Re: Finally: SSE2-only builds

Post by Nintendo Maniac 64 » Sat Nov 15, 2014 2:18 am

Wouldn't it make more sense to make SSE3-only builds? (not to be confused with SSSE3)

The reason I say this is because all dual-core x86_64 CPUs support SSE3; in fact the only x86_64 CPUs that don't support SSE3 are the first 3 steppings of single-core Athlon 64 CPUs (C0, CG, D0).
CEN64 Forum's resident straight-male kuutsundere
(just "tsundere" makes people think of "Shana clones" *shivers*)

CPU+iGPU: Pentium G3258 @ 4.6GHz/1.281v
dGPU: Radeon HD5870 1GB
RAM: Vengeance 1600 4x4GB
OS: Windows 7

User avatar
MarathonMan
Site Admin
Posts: 692
Joined: Fri Oct 04, 2013 4:49 pm

Re: Finally: SSE2-only builds

Post by MarathonMan » Sat Nov 15, 2014 4:32 am

Nintendo Maniac 64 wrote:Wouldn't it make more sense to make SSE3-only builds? (not to be confused with SSSE3)
Already possible. Just build with CEN64_ARCH_SUPPORT=SSE3.
Nintendo Maniac 64 wrote:The reason I say this is because all dual-core x86_64 CPUs support SSE3;
False. As you said, only some Athlon 64 support SSE3. Besides, SSSE3 is the actual point at which SSE becomes "truly useful" with regards to shuffling.

User avatar
Nintendo Maniac 64
Posts: 185
Joined: Fri Oct 04, 2013 11:37 pm

Re: Finally: SSE2-only builds

Post by Nintendo Maniac 64 » Sat Nov 15, 2014 4:42 am

MarathonMan wrote:False. As you said, only some Athlon 64 support SSE3.
But all dual-core Athlon 64's support SSE3. Note my quote again:

Nintendo Maniac 64 wrote:The reason I say this is because all dual-core x86_64 CPUs support SSE3;
----------------------------------------------------------------
MarathonMan wrote:Besides, SSSE3 is the actual point at which SSE becomes "truly useful" with regards to shuffling.
Ah, this seems similar to ffvp9 where SSE3 isn't really of any use - it's SSSE3 that's particularly of benefit.
CEN64 Forum's resident straight-male kuutsundere
(just "tsundere" makes people think of "Shana clones" *shivers*)
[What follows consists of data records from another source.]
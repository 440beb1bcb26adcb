//! Terminal dump of `read` / `search_read` results.

use std::fmt::Write as _;

use serde_json::Value;
use thiserror::Error;

pub const NOTHING_TO_DISPLAY: &str = "Nothing to display";

/// A record was not a mapping, or lacked the requested field.
#[derive(Error, Debug, Clone, Copy, PartialEq, Eq)]
#[error("Nothing to display")]
pub struct NothingToDisplay;

fn rule(out: &mut String) {
    out.push('\n');
    out.push_str(&"-".repeat(100));
    out.push('\n');
}

/// Formats each record between rulers: only `field` when given, otherwise every
/// `key  ::  value` pair.
pub fn render_records(records: &[Value], field: Option<&str>) -> Result<String, NothingToDisplay> {
    let mut out = String::new();
    for record in records {
        rule(&mut out);
        let record = record.as_object().ok_or(NothingToDisplay)?;
        match field {
            Some(field) => {
                let value = record.get(field).ok_or(NothingToDisplay)?;
                let _ = writeln!(out, "{}", display(value));
            }
            None => {
                for (key, value) in record {
                    let _ = writeln!(out, "\n\t{key}  ::  {}", display(value));
                }
            }
        }
    }
    rule(&mut out);
    out.push('\n');

    Ok(out)
}

/// Prints to stdout. Returns `Err(NothingToDisplay)` instead of printing when the
/// records cannot be shown.
pub fn pprint_res(records: &[Value], field: Option<&str>) -> Result<(), NothingToDisplay> {
    let rendered = render_records(records, field)?;
    print!("{rendered}");
    Ok(())
}

fn display(value: &Value) -> String {
    match value {
        Value::String(s) => s.clone(),
        other => other.to_string(),
    }
}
CPU+iGPU: Pentium G3258 @ 4.6GHz/1.281v
dGPU: Radeon HD5870 1GB
RAM: Vengeance 1600 4x4GB
OS: Windows 7

AIO
Posts: 51
Joined: Wed Nov 05, 2014 4:56 pm

Re: Finally: SSE2-only builds

Post by AIO » Sat Nov 15, 2014 6:01 pm

Wow I must have been out of the loop! For a while, I've been looking at the RSP source on github :D .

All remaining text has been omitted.